▸ **PROBLEM TO SOLVE**
Set down the lines of the data exactly, starting at the first and stopping after the line containing "#[derive(Serialize)]".

Saved entries
━━━━━━
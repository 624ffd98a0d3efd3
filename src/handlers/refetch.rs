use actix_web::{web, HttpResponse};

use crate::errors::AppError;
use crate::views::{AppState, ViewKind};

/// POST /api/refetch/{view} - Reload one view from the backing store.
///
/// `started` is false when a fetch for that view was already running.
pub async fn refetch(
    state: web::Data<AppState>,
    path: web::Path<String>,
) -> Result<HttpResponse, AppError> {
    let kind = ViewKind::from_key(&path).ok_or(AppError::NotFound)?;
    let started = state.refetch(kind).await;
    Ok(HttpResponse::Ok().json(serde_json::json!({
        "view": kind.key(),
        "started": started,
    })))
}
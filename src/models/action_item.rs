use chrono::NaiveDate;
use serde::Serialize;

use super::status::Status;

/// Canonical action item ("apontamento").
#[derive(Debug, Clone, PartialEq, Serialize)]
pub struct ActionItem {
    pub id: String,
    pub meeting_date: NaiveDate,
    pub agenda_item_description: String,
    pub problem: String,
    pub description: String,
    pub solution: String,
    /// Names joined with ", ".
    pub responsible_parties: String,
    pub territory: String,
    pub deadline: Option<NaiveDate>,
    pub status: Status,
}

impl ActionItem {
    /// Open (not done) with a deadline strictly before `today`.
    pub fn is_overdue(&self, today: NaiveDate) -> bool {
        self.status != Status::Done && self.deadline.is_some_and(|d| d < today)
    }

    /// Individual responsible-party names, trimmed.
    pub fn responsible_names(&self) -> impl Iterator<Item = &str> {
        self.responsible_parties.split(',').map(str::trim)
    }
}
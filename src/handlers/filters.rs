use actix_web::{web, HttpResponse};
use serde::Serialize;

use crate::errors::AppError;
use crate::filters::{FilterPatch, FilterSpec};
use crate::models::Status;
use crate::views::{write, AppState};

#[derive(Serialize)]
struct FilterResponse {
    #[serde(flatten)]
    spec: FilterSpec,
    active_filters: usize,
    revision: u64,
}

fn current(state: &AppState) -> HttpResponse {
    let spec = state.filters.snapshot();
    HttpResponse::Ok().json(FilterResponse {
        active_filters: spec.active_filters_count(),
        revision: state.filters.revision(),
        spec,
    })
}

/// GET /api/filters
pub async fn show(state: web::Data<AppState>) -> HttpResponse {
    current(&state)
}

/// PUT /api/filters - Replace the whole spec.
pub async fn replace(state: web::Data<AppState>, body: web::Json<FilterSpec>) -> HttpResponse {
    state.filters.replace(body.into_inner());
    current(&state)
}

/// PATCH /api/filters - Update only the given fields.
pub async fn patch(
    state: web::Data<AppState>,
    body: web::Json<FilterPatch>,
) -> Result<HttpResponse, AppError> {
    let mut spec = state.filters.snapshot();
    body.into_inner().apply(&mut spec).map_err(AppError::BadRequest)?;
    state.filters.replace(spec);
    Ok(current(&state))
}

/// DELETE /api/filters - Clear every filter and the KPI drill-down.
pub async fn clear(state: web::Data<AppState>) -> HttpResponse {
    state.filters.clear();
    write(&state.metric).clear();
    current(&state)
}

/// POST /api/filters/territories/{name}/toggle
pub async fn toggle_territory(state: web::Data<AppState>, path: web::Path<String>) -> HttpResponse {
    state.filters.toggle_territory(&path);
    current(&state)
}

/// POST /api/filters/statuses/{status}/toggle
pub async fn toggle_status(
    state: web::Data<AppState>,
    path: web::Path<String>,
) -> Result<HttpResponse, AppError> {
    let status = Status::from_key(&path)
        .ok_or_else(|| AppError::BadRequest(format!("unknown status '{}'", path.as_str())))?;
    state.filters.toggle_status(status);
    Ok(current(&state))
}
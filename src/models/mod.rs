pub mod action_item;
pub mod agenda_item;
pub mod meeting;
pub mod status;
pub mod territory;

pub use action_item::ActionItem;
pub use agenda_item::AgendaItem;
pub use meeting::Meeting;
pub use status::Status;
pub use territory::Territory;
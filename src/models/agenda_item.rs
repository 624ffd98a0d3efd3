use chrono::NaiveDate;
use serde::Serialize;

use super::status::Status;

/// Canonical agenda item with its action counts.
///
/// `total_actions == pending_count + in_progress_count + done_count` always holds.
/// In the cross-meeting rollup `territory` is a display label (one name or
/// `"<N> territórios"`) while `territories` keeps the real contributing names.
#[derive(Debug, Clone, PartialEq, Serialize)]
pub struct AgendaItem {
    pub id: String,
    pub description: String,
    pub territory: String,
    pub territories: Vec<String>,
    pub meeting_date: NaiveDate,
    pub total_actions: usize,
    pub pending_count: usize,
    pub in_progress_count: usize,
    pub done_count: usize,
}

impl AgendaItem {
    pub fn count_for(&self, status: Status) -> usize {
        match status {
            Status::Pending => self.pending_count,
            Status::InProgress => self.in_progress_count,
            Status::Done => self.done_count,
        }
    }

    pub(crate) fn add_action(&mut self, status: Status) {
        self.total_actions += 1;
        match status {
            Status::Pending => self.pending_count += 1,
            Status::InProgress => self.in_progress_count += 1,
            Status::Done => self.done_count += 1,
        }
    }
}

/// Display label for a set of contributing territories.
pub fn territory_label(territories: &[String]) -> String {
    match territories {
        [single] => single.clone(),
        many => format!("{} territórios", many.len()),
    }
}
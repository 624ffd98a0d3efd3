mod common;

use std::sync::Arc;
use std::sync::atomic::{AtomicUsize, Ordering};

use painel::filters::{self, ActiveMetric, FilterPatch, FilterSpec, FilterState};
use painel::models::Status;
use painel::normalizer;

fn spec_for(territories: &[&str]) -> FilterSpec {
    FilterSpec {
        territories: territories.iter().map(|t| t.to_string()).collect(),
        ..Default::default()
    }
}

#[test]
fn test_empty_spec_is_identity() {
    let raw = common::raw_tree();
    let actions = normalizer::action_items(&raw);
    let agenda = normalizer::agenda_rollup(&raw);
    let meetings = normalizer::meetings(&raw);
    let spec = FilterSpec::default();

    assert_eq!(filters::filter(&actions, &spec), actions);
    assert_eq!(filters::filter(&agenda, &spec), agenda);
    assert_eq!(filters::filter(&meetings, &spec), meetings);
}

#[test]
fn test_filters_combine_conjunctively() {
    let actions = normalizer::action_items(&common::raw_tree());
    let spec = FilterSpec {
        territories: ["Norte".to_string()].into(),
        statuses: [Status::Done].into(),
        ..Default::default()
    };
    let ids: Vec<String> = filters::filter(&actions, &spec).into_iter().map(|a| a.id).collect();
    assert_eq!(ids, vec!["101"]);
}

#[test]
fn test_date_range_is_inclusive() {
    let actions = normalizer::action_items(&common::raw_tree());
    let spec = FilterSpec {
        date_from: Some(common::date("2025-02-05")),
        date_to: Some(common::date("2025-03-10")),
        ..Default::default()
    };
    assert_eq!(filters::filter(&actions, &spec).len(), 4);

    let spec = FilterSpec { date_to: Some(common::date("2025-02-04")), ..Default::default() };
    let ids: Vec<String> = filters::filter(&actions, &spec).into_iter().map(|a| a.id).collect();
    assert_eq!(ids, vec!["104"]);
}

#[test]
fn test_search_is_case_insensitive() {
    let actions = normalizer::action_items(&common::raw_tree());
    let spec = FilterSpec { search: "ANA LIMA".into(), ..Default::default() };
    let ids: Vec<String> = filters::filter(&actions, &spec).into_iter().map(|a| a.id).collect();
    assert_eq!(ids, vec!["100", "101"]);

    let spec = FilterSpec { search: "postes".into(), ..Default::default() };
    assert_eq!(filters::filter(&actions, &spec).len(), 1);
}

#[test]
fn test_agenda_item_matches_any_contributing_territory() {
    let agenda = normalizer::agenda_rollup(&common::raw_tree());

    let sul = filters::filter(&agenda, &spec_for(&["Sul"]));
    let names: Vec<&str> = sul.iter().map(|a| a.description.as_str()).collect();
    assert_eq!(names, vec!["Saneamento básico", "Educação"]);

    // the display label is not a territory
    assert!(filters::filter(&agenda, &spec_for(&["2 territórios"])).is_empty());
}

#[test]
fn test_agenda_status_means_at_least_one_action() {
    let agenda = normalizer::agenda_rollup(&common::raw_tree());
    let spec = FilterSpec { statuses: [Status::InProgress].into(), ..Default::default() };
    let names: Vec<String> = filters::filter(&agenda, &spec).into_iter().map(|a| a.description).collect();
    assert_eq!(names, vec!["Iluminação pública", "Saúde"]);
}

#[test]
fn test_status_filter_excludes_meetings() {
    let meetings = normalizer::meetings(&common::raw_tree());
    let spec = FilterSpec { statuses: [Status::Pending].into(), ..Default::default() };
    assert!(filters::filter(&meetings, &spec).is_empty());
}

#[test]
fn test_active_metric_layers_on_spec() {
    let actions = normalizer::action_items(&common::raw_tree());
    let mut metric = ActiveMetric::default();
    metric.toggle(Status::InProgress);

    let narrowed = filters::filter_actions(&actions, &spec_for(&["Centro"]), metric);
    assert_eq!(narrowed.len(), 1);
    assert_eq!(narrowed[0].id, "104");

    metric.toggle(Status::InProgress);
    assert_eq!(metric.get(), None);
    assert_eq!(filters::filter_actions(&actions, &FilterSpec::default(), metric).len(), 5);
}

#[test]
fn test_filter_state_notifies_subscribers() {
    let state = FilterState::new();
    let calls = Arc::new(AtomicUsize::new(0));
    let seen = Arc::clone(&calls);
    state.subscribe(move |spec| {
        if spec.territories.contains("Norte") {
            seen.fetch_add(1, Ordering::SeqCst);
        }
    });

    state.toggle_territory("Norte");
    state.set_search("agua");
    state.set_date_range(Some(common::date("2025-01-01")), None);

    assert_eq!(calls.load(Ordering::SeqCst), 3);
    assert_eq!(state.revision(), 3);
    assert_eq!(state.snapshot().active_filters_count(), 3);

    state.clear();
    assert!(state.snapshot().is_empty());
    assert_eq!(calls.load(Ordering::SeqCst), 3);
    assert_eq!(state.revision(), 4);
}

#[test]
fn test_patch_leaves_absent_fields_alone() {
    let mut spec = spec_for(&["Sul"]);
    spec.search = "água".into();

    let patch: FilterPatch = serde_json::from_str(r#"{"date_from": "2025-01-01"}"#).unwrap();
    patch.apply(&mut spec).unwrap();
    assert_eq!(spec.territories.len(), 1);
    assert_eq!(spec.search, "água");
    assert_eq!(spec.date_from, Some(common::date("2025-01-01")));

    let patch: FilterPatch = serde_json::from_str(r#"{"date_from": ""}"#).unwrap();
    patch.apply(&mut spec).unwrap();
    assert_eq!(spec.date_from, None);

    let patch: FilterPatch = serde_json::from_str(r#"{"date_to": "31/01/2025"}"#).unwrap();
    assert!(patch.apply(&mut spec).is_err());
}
━━━━━━
▸ **RESULT OF THE TASK**
repository 624ffd98a0d3efd3
filename src/handlers/refetch.rs
use actix_web::{web, HttpResponse};

use crate::errors::AppError;
use crate::views::{AppState, ViewKind};

/// POST /api/refetch/{view} - Reload one view from the backing store.
///
/// `started` is false when a fetch for that view was already running.
pub async fn refetch(
    state: web::Data<AppState>,
    path: web::Path<String>,
) -> Result<HttpResponse, AppError> {
    let kind = ViewKind::from_key(&path).ok_or(AppError::NotFound)?;
    let started = state.refetch(kind).await;
    Ok(HttpResponse::Ok().json(serde_json::json!({
        "view": kind.key(),
        "started": started,
    })))
}
filename src/models/action_item.rs
use chrono::NaiveDate;
use serde::Serialize;

use super::status::Status;

/// Canonical action item ("apontamento").
#[derive(Debug, Clone, PartialEq, Serialize)]
pub struct ActionItem {
    pub id: String,
    pub meeting_date: NaiveDate,
    pub agenda_item_description: String,
    pub problem: String,
    pub description: String,
    pub solution: String,
    /// Names joined with ", ".
    pub responsible_parties: String,
    pub territory: String,
    pub deadline: Option<NaiveDate>,
    pub status: Status,
}

impl ActionItem {
    /// Open (not done) with a deadline strictly before `today`.
    pub fn is_overdue(&self, today: NaiveDate) -> bool {
        self.status != Status::Done && self.deadline.is_some_and(|d| d < today)
    }

    /// Individual responsible-party names, trimmed.
    pub fn responsible_names(&self) -> impl Iterator<Item = &str> {
        self.responsible_parties.split(',').map(str::trim)
    }
}
filename src/handlers/filters.rs
use actix_web::{web, HttpResponse};
use serde::Serialize;

use crate::errors::AppError;
use crate::filters::{FilterPatch, FilterSpec};
use crate::models::Status;
use crate::views::{write, AppState};

#[derive(Serialize)]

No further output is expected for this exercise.